Il est aussi noté, non sans une certaine malice, qu’une catleya est d’abord « une variété d’orchidée (qui doit son nom au botaniste anglais William Cattley, ce qui justifierait les deux “t“ que Marcel n’y met jamais) », avant que l’expression “faire catleya“ ne devienne « le poncif le plus mobilisé par les amants sur le point de… qui n’ont jamais ouvert À la recherche du temps perdu ».
L’on y apprend également que «les bonnes grosses joues d’Albertine sont en réalité les fesses rebondies d’Albert », que la phrase la plus longue de la Recherche est écrite dans Sodome et Gomorrhe et compte 856 mots.
Le proustien débutant trouvera dans ce dictionnaire des explications qui lui seront utiles à la compréhension de l’univers de Marcel Proust ; le proustien confirmé pendra plaisir à se promener aux côtés des Enthoven père et fils, « au hasard d’une œuvre qu’ils vénèrent depuis longtemps ».
Jeanne Lerrante — 18/03/2023

"Vous ne trouvez pas qu'on se bêtifie à rester tout le temps sur la plage?
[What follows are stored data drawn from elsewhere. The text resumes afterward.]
use thiserror::Error;

#[derive(Error, Debug)]
pub enum DbError {
    #[error("Invalid database connection settings: {0}")]
    ConnectionConfigError(String),

    #[error("{0}")]
    QueryError(#[from] sqlx::Error),

    #[error("Database migration failed: {0}")]
    MigrationError(#[from] sqlx::migrate::MigrateError),

    #[error(transparent)]
    Validation(#[from] core_types::ValidationError),

    #[error("The requested data was not found in the database.")]
    NotFound,
}

impl DbError {
    /// Maps sqlx's "no rows" into `NotFound` and passes anything else through.
    pub(crate) fn from_lookup(err: sqlx::Error) -> Self {
        match err {
            sqlx::Error::RowNotFound => DbError::NotFound,
            other => other.into(),
        }
    }
}
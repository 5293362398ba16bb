//! Entity shapes.
//!
//! Each struct is a fixed projection of a stored row. Summaries never carry
//! linking records; details nest linking records whose parents are again
//! summaries, so serialization can never walk back around the graph.

use crate::enums::Strength;
use crate::error::ValidationError;
use crate::validation::validate_description;
use serde::{Deserialize, Serialize};

/// A hero as listed by `GET /heroes`.
#[derive(Debug, Clone, PartialEq, Eq, Serialize, Deserialize)]
pub struct HeroSummary {
    pub id: i64,
    pub name: Option<String>,
    pub super_name: String,
}

/// A power as listed by `GET /powers`. Also the single-power detail view.
#[derive(Debug, Clone, PartialEq, Eq, Serialize, Deserialize)]
pub struct PowerSummary {
    pub id: i64,
    pub name: String,
    pub description: String,
}

/// A linking record seen from its hero: carries the power, not the hero.
#[derive(Debug, Clone, PartialEq, Eq, Serialize, Deserialize)]
pub struct HeroPowerDetail {
    pub id: i64,
    pub strength: String,
    pub hero_id: i64,
    pub power_id: i64,
    pub power: PowerSummary,
}

/// A hero with every linking record it owns.
#[derive(Debug, Clone, PartialEq, Eq, Serialize, Deserialize)]
pub struct HeroDetail {
    pub id: i64,
    pub name: Option<String>,
    pub super_name: String,
    pub hero_powers: Vec<HeroPowerDetail>,
}

impl HeroDetail {
    pub fn new(hero: HeroSummary, hero_powers: Vec<HeroPowerDetail>) -> Self {
        Self {
            id: hero.id,
            name: hero.name,
            super_name: hero.super_name,
            hero_powers,
        }
    }
}

/// A freshly created linking record with both of its parents.
#[derive(Debug, Clone, PartialEq, Eq, Serialize, Deserialize)]
pub struct CreatedHeroPower {
    pub id: i64,
    pub strength: String,
    pub hero_id: i64,
    pub power_id: i64,
    pub hero: HeroSummary,
    pub power: PowerSummary,
}

/// Input for the administrative hero insert.
#[derive(Debug, Clone, PartialEq, Eq, Deserialize)]
pub struct NewHero {
    pub name: Option<String>,
    pub super_name: String,
}

/// Input for the administrative power insert.
#[derive(Debug, Clone, PartialEq, Eq, Deserialize)]
pub struct NewPower {
    pub name: String,
    pub description: String,
}

impl NewPower {
    pub fn validate(&self) -> Result<(), ValidationError> {
        validate_description(&self.description)
    }
}

/// A validated linking record, ready to insert.
#[derive(Debug, Clone, Copy, PartialEq, Eq)]
pub struct NewHeroPower {
    pub strength: Strength,
    pub hero_id: i64,
    pub power_id: i64,
}

impl NewHeroPower {
    /// Validates the raw strength and builds the insert.
    pub fn new(strength: &str, hero_id: i64, power_id: i64) -> Result<Self, ValidationError> {
        Ok(Self {
            strength: Strength::parse(strength)?,
            hero_id,
            power_id,
        })
    }
}
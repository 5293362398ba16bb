use crate::{AppState, error::AppError};
use axum::{
    Json,
    extract::{
        Path, State,
        rejection::{JsonRejection, PathRejection},
    },
    response::Html,
};
use core_types::{
    CreatedHeroPower, HeroDetail, HeroSummary, NewHeroPower, PowerSummary, ValidationError,
};
use serde::{Deserialize, Deserializer};
use std::sync::Arc;

/// Body of `PATCH /powers/:id`. Only `description` is recognised.
///
/// The outer `Option` is `None` when the key is absent and the inner one is
/// `None` for an explicit `null`.
#[derive(Debug, Deserialize)]
pub struct PowerUpdate {
    #[serde(default, deserialize_with = "present")]
    pub description: Option<Option<String>>,
}

fn present<'de, D>(deserializer: D) -> Result<Option<Option<String>>, D::Error>
where
    D: Deserializer<'de>,
{
    Option::<String>::deserialize(deserializer).map(Some)
}

/// Body of `POST /hero_powers`.
#[derive(Debug, Deserialize)]
pub struct HeroPowerPayload {
    pub strength: String,
    pub hero_id: i64,
    pub power_id: i64,
}

/// # GET /
pub async fn index() -> Html<&'static str> {
    Html("<h1>Code challenge</h1>")
}

/// # GET /heroes
pub async fn get_heroes(
    State(state): State<Arc<AppState>>,
) -> Result<Json<Vec<HeroSummary>>, AppError> {
    let heroes = state.db_repo.get_all_heroes().await?;
    Ok(Json(heroes))
}

/// # GET /heroes/:id
/// The hero plus every linking record it owns, each with its power.
pub async fn get_hero(
    State(state): State<Arc<AppState>>,
    path: Result<Path<i64>, PathRejection>,
) -> Result<Json<HeroDetail>, AppError> {
    let Path(id) = path?;
    let hero = state
        .db_repo
        .get_hero_detail(id)
        .await
        .map_err(AppError::lookup("Hero not found"))?;
    Ok(Json(hero))
}

/// # GET /powers
pub async fn get_powers(
    State(state): State<Arc<AppState>>,
) -> Result<Json<Vec<PowerSummary>>, AppError> {
    let powers = state.db_repo.get_all_powers().await?;
    Ok(Json(powers))
}

/// # GET /powers/:id
pub async fn get_power(
    State(state): State<Arc<AppState>>,
    path: Result<Path<i64>, PathRejection>,
) -> Result<Json<PowerSummary>, AppError> {
    let Path(id) = path?;
    let power = state
        .db_repo
        .get_power(id)
        .await
        .map_err(AppError::lookup("Power not found"))?;
    Ok(Json(power))
}

/// # PATCH /powers/:id
/// A body without `description` changes nothing and echoes the power back.
/// An explicit `null` is a validation failure.
pub async fn update_power(
    State(state): State<Arc<AppState>>,
    path: Result<Path<i64>, PathRejection>,
    body: Result<Json<PowerUpdate>, JsonRejection>,
) -> Result<Json<PowerSummary>, AppError> {
    let Path(id) = path?;
    let Json(update) = body?;

    let power = match update.description {
        Some(Some(description)) => state.db_repo.update_power_description(id, &description).await,
        Some(None) => {
            state
                .db_repo
                .get_power(id)
                .await
                .map_err(AppError::lookup("Power not found"))?;
            return Err(ValidationError::MissingDescription.into());
        }
        None => state.db_repo.get_power(id).await,
    }
    .map_err(AppError::lookup("Power not found"))?;

    Ok(Json(power))
}

/// # POST /hero_powers
pub async fn create_hero_power(
    State(state): State<Arc<AppState>>,
    body: Result<Json<HeroPowerPayload>, JsonRejection>,
) -> Result<Json<CreatedHeroPower>, AppError> {
    let Json(payload) = body?;
    let hero_power = NewHeroPower::new(&payload.strength, payload.hero_id, payload.power_id)?;
    let created = state.db_repo.create_hero_power(&hero_power).await?;
    Ok(Json(created))
}

/// Any route that isn't registered.
pub async fn fallback() -> AppError {
    AppError::NotFound("Not found".to_string())
}
//! # Core Types
//!
//! The persistence model shared by every other crate: the three entities,
//! the `Strength` enumeration, the field-level validation rules and the
//! fixed serialization shapes (summary vs. detail) that keep the
//! Hero ↔ HeroPower ↔ Power graph from serializing cyclically.

pub mod enums;
pub mod error;
pub mod models;
pub mod validation;

// Re-export the core types to provide a clean public API.
pub use enums::Strength;
pub use error::ValidationError;
pub use models::{
    CreatedHeroPower, HeroDetail, HeroPowerDetail, HeroSummary, NewHero, NewHeroPower, NewPower,
    PowerSummary,
};
pub use validation::{MIN_DESCRIPTION_LEN, validate_description};
use thiserror::Error;

#[derive(Error, Debug)]
pub enum ConfigError {
    #[error("Failed to read settings: {0}")]
    LoadError(#[from] config::ConfigError),

    #[error("Invalid settings: {0}")]
    ValidationError(String),
}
Ah! vous aimez faire le lézard? Vous avez du temps de reste. Je vois que vous n'êtes pas comme moi, j'adore tous les sports!" 😜
Marcel Proust — À l'ombre des jeunes filles en fleurs.
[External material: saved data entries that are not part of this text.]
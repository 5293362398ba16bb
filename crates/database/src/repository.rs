use crate::DbError;
use core_types::{
    CreatedHeroPower, HeroDetail, HeroPowerDetail, HeroSummary, NewHero, NewHeroPower, NewPower,
    PowerSummary, validate_description,
};
use sqlx::sqlite::{Sqlite, SqlitePool};
use sqlx::{Executor, FromRow};

/// The `DbRepository` provides a high-level, application-specific interface
/// to the database. It encapsulates all SQL queries and data access logic.
#[derive(Debug, Clone)]
pub struct DbRepository {
    pool: SqlitePool,
}

// This struct represents a row fetched from the heroes table.
#[derive(FromRow, Debug, Clone)]
struct DbHero {
    id: i64,
    name: Option<String>,
    super_name: String,
}

#[derive(FromRow, Debug, Clone)]
struct DbPower {
    id: i64,
    name: String,
    description: String,
}

/// A `hero_powers` row joined with the power it points at.
#[derive(FromRow, Debug, Clone)]
struct DbHeroPowerWithPower {
    id: i64,
    strength: String,
    hero_id: i64,
    power_id: i64,
    power_name: String,
    power_description: String,
}

impl From<DbHero> for HeroSummary {
    fn from(row: DbHero) -> Self {
        HeroSummary {
            id: row.id,
            name: row.name,
            super_name: row.super_name,
        }
    }
}

impl From<DbPower> for PowerSummary {
    fn from(row: DbPower) -> Self {
        PowerSummary {
            id: row.id,
            name: row.name,
            description: row.description,
        }
    }
}

impl From<DbHeroPowerWithPower> for HeroPowerDetail {
    fn from(row: DbHeroPowerWithPower) -> Self {
        HeroPowerDetail {
            id: row.id,
            strength: row.strength,
            hero_id: row.hero_id,
            power_id: row.power_id,
            power: PowerSummary {
                id: row.power_id,
                name: row.power_name,
                description: row.power_description,
            },
        }
    }
}

pub(crate) async fn fetch_hero<'e, E>(executor: E, id: i64) -> Result<HeroSummary, DbError>
where
    E: Executor<'e, Database = Sqlite>,
{
    let hero = sqlx::query_as::<_, DbHero>("SELECT id, name, super_name FROM heroes WHERE id = ?")
        .bind(id)
        .fetch_one(executor)
        .await
        .map_err(DbError::from_lookup)?;
    Ok(hero.into())
}

pub(crate) async fn fetch_power<'e, E>(executor: E, id: i64) -> Result<PowerSummary, DbError>
where
    E: Executor<'e, Database = Sqlite>,
{
    let power =
        sqlx::query_as::<_, DbPower>("SELECT id, name, description FROM powers WHERE id = ?")
            .bind(id)
            .fetch_one(executor)
            .await
            .map_err(DbError::from_lookup)?;
    Ok(power.into())
}

pub(crate) async fn insert_hero<'e, E>(executor: E, hero: &NewHero) -> Result<i64, DbError>
where
    E: Executor<'e, Database = Sqlite>,
{
    let result = sqlx::query("INSERT INTO heroes (name, super_name) VALUES (?, ?)")
        .bind(hero.name.as_deref())
        .bind(&hero.super_name)
        .execute(executor)
        .await?;
    Ok(result.last_insert_rowid())
}

/// Validates the description before anything is written.
pub(crate) async fn insert_power<'e, E>(executor: E, power: &NewPower) -> Result<i64, DbError>
where
    E: Executor<'e, Database = Sqlite>,
{
    power.validate()?;
    let result = sqlx::query("INSERT INTO powers (name, description) VALUES (?, ?)")
        .bind(&power.name)
        .bind(&power.description)
        .execute(executor)
        .await?;
    Ok(result.last_insert_rowid())
}

pub(crate) async fn insert_hero_power<'e, E>(
    executor: E,
    hero_power: &NewHeroPower,
) -> Result<i64, DbError>
where
    E: Executor<'e, Database = Sqlite>,
{
    let result =
        sqlx::query("INSERT INTO hero_powers (strength, hero_id, power_id) VALUES (?, ?, ?)")
            .bind(hero_power.strength.as_str())
            .bind(hero_power.hero_id)
            .bind(hero_power.power_id)
            .execute(executor)
            .await?;
    Ok(result.last_insert_rowid())
}

impl DbRepository {
    /// Creates a new `DbRepository` with a shared database connection pool.
    pub fn new(pool: SqlitePool) -> Self {
        Self { pool }
    }

    pub fn pool(&self) -> &SqlitePool {
        &self.pool
    }

    /// Fetches every hero in insertion (id) order.
    pub async fn get_all_heroes(&self) -> Result<Vec<HeroSummary>, DbError> {
        let heroes = sqlx::query_as::<_, DbHero>(
            "SELECT id, name, super_name FROM heroes ORDER BY id ASC",
        )
        .fetch_all(&self.pool)
        .await?;
        Ok(heroes.into_iter().map(HeroSummary::from).collect())
    }

    pub async fn get_hero(&self, id: i64) -> Result<HeroSummary, DbError> {
        fetch_hero(&self.pool, id).await
    }

    /// Fetches a hero together with its linking records, each joined with
    /// the power it grants.
    pub async fn get_hero_detail(&self, id: i64) -> Result<HeroDetail, DbError> {
        let hero = fetch_hero(&self.pool, id).await?;

        let hero_powers = sqlx::query_as::<_, DbHeroPowerWithPower>(
            r#"
            SELECT
                hp.id, hp.strength, hp.hero_id, hp.power_id,
                p.name AS power_name, p.description AS power_description
            FROM
                hero_powers AS hp
            JOIN
                powers AS p ON p.id = hp.power_id
            WHERE
                hp.hero_id = ?
            ORDER BY
                hp.id ASC
            "#,
        )
        .bind(id)
        .fetch_all(&self.pool)
        .await?;

        Ok(HeroDetail::new(
            hero,
            hero_powers.into_iter().map(HeroPowerDetail::from).collect(),
        ))
    }

    /// Fetches every power in insertion (id) order.
    pub async fn get_all_powers(&self) -> Result<Vec<PowerSummary>, DbError> {
        let powers = sqlx::query_as::<_, DbPower>(
            "SELECT id, name, description FROM powers ORDER BY id ASC",
        )
        .fetch_all(&self.pool)
        .await?;
        Ok(powers.into_iter().map(PowerSummary::from).collect())
    }

    pub async fn get_power(&self, id: i64) -> Result<PowerSummary, DbError> {
        fetch_power(&self.pool, id).await
    }

    /// Replaces a power's description.
    ///
    /// The power is looked up first so a missing id reports `NotFound` even
    /// when the new description is also invalid. Nothing is committed unless
    /// the description passes validation and the update succeeds.
    pub async fn update_power_description(
        &self,
        id: i64,
        description: &str,
    ) -> Result<PowerSummary, DbError> {
        let mut tx = self.pool.begin().await?;

        let power = fetch_power(&mut *tx, id).await?;
        validate_description(description)?;

        sqlx::query("UPDATE powers SET description = ? WHERE id = ?")
            .bind(description)
            .bind(id)
            .execute(&mut *tx)
            .await?;

        tx.commit().await?;
        tracing::info!(power_id = id, "Power description updated.");

        Ok(PowerSummary {
            description: description.to_string(),
            ..power
        })
    }

    /// Inserts a linking record and reads it back with both parents, all
    /// within a single transaction.
    pub async fn create_hero_power(
        &self,
        hero_power: &NewHeroPower,
    ) -> Result<CreatedHeroPower, DbError> {
        let mut tx = self.pool.begin().await?;

        let id = insert_hero_power(&mut *tx, hero_power).await?;
        let hero = fetch_hero(&mut *tx, hero_power.hero_id).await?;
        let power = fetch_power(&mut *tx, hero_power.power_id).await?;

        tx.commit().await?;
        tracing::info!(
            hero_power_id = id,
            hero_id = hero.id,
            power_id = power.id,
            "Hero power created."
        );

        Ok(CreatedHeroPower {
            id,
            strength: hero_power.strength.to_string(),
            hero_id: hero.id,
            power_id: power.id,
            hero,
            power,
        })
    }

    /// Administrative insert; not reachable over HTTP.
    pub async fn create_hero(&self, hero: &NewHero) -> Result<HeroSummary, DbError> {
        let id = insert_hero(&self.pool, hero).await?;
        Ok(HeroSummary {
            id,
            name: hero.name.clone(),
            super_name: hero.super_name.clone(),
        })
    }

    /// Administrative insert; not reachable over HTTP.
    pub async fn create_power(&self, power: &NewPower) -> Result<PowerSummary, DbError> {
        let id = insert_power(&self.pool, power).await?;
        Ok(PowerSummary {
            id,
            name: power.name.clone(),
            description: power.description.clone(),
        })
    }

    /// Deletes a power. Its linking records go with it.
    pub async fn delete_power(&self, id: i64) -> Result<(), DbError> {
        let result = sqlx::query("DELETE FROM powers WHERE id = ?")
            .bind(id)
            .execute(&self.pool)
            .await?;
        if result.rows_affected() == 0 {
            return Err(DbError::NotFound);
        }
        Ok(())
    }

    /// Deletes a hero. Its linking records go with it.
    pub async fn delete_hero(&self, id: i64) -> Result<(), DbError> {
        let result = sqlx::query("DELETE FROM heroes WHERE id = ?")
            .bind(id)
            .execute(&self.pool)
            .await?;
        if result.rows_affected() == 0 {
            return Err(DbError::NotFound);
        }
        Ok(())
    }
}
Quand les mouettes d'Arcachon me rappellent les propos qu'Albertine tient au narrateur sur la digue de Balbec…
Jeanne Lerrante — 11/03/2023


Marcel Proust, À l’ombre des jeunes filles en fleurs — Gallimard (484 pages)
Prix Goncourt 1919 — [Lecture terminée]
Je suis impressionnée par la densité du récit. Le narrateur raconte ses tourments amoureux en les situant dans le contexte familial qui était le sien, mais aussi dans le contexte social et culturel de son époque. Il ne prend pas la voie la plus directe pour exposer son histoire, il préfère les bifurcations, les chemins sinueux, onduleux comme ces «collines de la mer » qu’il aime admirer depuis la fenêtre de sa chambre d’hôtel, à Balbec. Je me sens parfois submergée par une vague plus massive que les autres, mais je parviens à reprendre pied, aidée par le reflux. Les phrases de Proust obéiraient-elles au rythme des marées ? Je ne sais pas… mais je prends du plaisir à me laisser emporter par le mouvement des flots et des jusants proustiens.
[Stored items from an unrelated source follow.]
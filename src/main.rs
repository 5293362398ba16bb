use anyhow::Context;
use clap::{Parser, Subcommand};
use configuration::{LogFormat, LogSettings, Settings, load_settings};
use database::{DbRepository, connect, run_migrations, seed_database};
use std::path::PathBuf;
use tracing_appender::non_blocking::WorkerGuard;
use tracing_subscriber::{EnvFilter, Layer, Registry, fmt, layer::SubscriberExt, util::SubscriberInitExt};

/// The main entry point for the superheroes API.
#[tokio::main]
async fn main() -> anyhow::Result<()> {
    // Load environment variables from .env file, if there is one.
    dotenvy::dotenv().ok();

    // Parse command-line arguments
    let cli = Cli::parse();

    let mut settings = load_settings(&cli.config)
        .with_context(|| format!("failed to load settings from {}", cli.config.display()))?;
    if let Some(format) = cli.log_format {
        settings.log.format = format;
    }

    // Held until exit so buffered file logs are flushed.
    let _guard = init_tracing(&settings.log)?;

    // Execute the appropriate command
    match cli.command {
        Commands::Serve(args) => handle_serve(args, settings).await,
        Commands::Migrate => handle_migrate(&settings).await,
        Commands::Seed => handle_seed(&settings).await,
    }
}

// ==============================================================================
// CLI Structure
// ==============================================================================

/// A small REST API over heroes, powers and the links between them.
#[derive(Parser)]
#[command(author, version, about, long_about = None)]
struct Cli {
    /// Path to the TOML settings file. Missing files are ignored.
    #[arg(long, global = true, default_value = configuration::DEFAULT_CONFIG_FILE)]
    config: PathBuf,

    /// Overrides `log.format` from the settings.
    #[arg(long, global = true, value_enum)]
    log_format: Option<LogFormat>,

    #[command(subcommand)]
    command: Commands,
}

#[derive(Subcommand)]
enum Commands {
    /// Apply migrations and run the HTTP server.
    Serve(ServeArgs),
    /// Apply database migrations and exit.
    Migrate,
    /// Replace all data with the sample roster.
    Seed,
}

#[derive(Parser)]
struct ServeArgs {
    /// Overrides `server.port` from the settings.
    #[arg(long)]
    port: Option<u16>,
}

// ==============================================================================
// Command Logic
// ==============================================================================

async fn handle_serve(args: ServeArgs, mut settings: Settings) -> anyhow::Result<()> {
    if let Some(port) = args.port {
        settings.server.port = port;
    }
    web_server::run_server(&settings).await
}

async fn handle_migrate(settings: &Settings) -> anyhow::Result<()> {
    let db_pool = connect(&settings.database).await?;
    run_migrations(&db_pool).await?;
    tracing::info!(url = %settings.database.url, "Schema is up to date.");
    Ok(())
}

async fn handle_seed(settings: &Settings) -> anyhow::Result<()> {
    let db_pool = connect(&settings.database).await?;
    run_migrations(&db_pool).await?;
    let report = seed_database(&DbRepository::new(db_pool)).await?;
    tracing::info!(
        heroes = report.heroes,
        powers = report.powers,
        hero_powers = report.hero_powers,
        url = %settings.database.url,
        "Database seeded."
    );
    Ok(())
}

/// Installs the global subscriber: stdout in the configured format, plus a
/// daily-rolling file when `log.directory` is set. `RUST_LOG` overrides the
/// configured filter.
fn init_tracing(log: &LogSettings) -> anyhow::Result<Option<WorkerGuard>> {
    let filter = EnvFilter::try_from_default_env()
        .or_else(|_| EnvFilter::try_new(&log.filter))
        .context("invalid log filter")?;

    let mut layers: Vec<Box<dyn Layer<Registry> + Send + Sync>> = Vec::new();
    layers.push(match log.format {
        LogFormat::Text => fmt::layer().boxed(),
        LogFormat::Json => fmt::layer().json().boxed(),
    });

    let guard = match &log.directory {
        Some(directory) => {
            let appender = tracing_appender::rolling::daily(directory, "superheroes.log");
            let (writer, guard) = tracing_appender::non_blocking(appender);
            layers.push(fmt::layer().with_writer(writer).with_ansi(false).boxed());
            Some(guard)
        }
        None => None,
    };

    tracing_subscriber::registry()
        .with(layers)
        .with(filter)
        .try_init()?;

    Ok(guard)
}
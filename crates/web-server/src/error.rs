use axum::{
    Json,
    extract::rejection::{JsonRejection, PathRejection},
    http::StatusCode,
    response::{IntoResponse, Response},
};
use core_types::ValidationError;
use database::DbError;
use serde_json::json;
use thiserror::Error;

/// The message every field-invariant failure carries on the wire.
pub const VALIDATION_MESSAGE: &str = "validation errors";

#[derive(Error, Debug)]
pub enum AppError {
    #[error("Not found: {0}")]
    NotFound(String),
    #[error("Validation error: {0}")]
    Validation(#[from] ValidationError),
    #[error("Bad request: {0}")]
    BadRequest(String),
    #[error("Database error: {0}")]
    Database(#[from] DbError),
}

impl AppError {
    /// Turns a store miss into a 404 carrying `message`; other failures keep
    /// their own mapping.
    pub fn lookup(message: &'static str) -> impl FnOnce(DbError) -> AppError {
        move |err| match err {
            DbError::NotFound => AppError::NotFound(message.to_string()),
            other => other.into(),
        }
    }
}

impl From<JsonRejection> for AppError {
    fn from(rejection: JsonRejection) -> Self {
        AppError::BadRequest(rejection.body_text())
    }
}

impl From<PathRejection> for AppError {
    fn from(rejection: PathRejection) -> Self {
        AppError::BadRequest(rejection.body_text())
    }
}

/// Converts our custom `AppError` into an HTTP response.
///
/// A missing entity answers with a singular `{"error": ...}` object; every
/// other failure answers with an `{"errors": [...]}` list.
impl IntoResponse for AppError {
    fn into_response(self) -> Response {
        let (status, body) = match self {
            AppError::NotFound(message) => {
                return (StatusCode::NOT_FOUND, Json(json!({ "error": message }))).into_response();
            }
            AppError::Validation(err) | AppError::Database(DbError::Validation(err)) => {
                tracing::debug!(error = %err, "Rejected write.");
                (StatusCode::BAD_REQUEST, VALIDATION_MESSAGE.to_string())
            }
            AppError::BadRequest(message) => {
                tracing::debug!(%message, "Malformed request.");
                (StatusCode::BAD_REQUEST, message)
            }
            AppError::Database(db_err) => {
                tracing::error!(error = ?db_err, "Database error.");
                (StatusCode::INTERNAL_SERVER_ERROR, db_err.to_string())
            }
        };

        (status, Json(json!({ "errors": [body] }))).into_response()
    }
}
L’histoire d’amour entre Gilberte et le narrateur n’est pas ma partie préférée. Que de tourments ! Que de complications ! — « Quand mieux qu’avec des paroles, par des actions indéfiniment répétées, je lui aurais prouvé que je n’avais pas de goût à la voir, peut-être en retrouverait-elle pour moi. Hélas ! ce serait en vain : chercher en ne la voyant plus à ranimer en elle ce goût de me voir, c’était la perdre pour toujours (…) ». —Hou là là! Proust, parfois, m’agace ! Le narrateur se berce d’illusions sur Gilberte et au final, il est déçu, comme si l’imagination était pour lui préférable à la réalité.
Ce que j’aime chez Proust, c’est sa férocité mâtinée de délicatesse, notamment lorsqu’il décrit les relations sociales entre les aristocrates et les bourgeois (le passage où le narrateur rencontre la princesse de Luxembourg sur la digue de Balbec m’a fait pleurer de rire). Et sa plume est d’une poésie incroyable lorsqu’il décrit la mer, « ce vaste cirque éblouissant et montagneux et sur les sommets neigeux de ses vagues en pierre d’émeraude çà et là polie et translucide, lesquelles avec une placide violence et un froncement léonin laissaient s’accomplir et dévaler l’écroulement de leurs pentes auxquelles le soleil ajoutait un sourire sans visage. »
Jeanne Lerrante — 11/03/2023

Marcel Proust, Sur la lecture — Actes Sud (62 pages)
J’explore l’univers proustien avec obstination depuis que je me suis inscrite au groupe de lecture #ducotedechezproust, créé à l’initiative de @ego_lector_ et dont l’objectif est de lire les sept tomes de la Recherche en 2023…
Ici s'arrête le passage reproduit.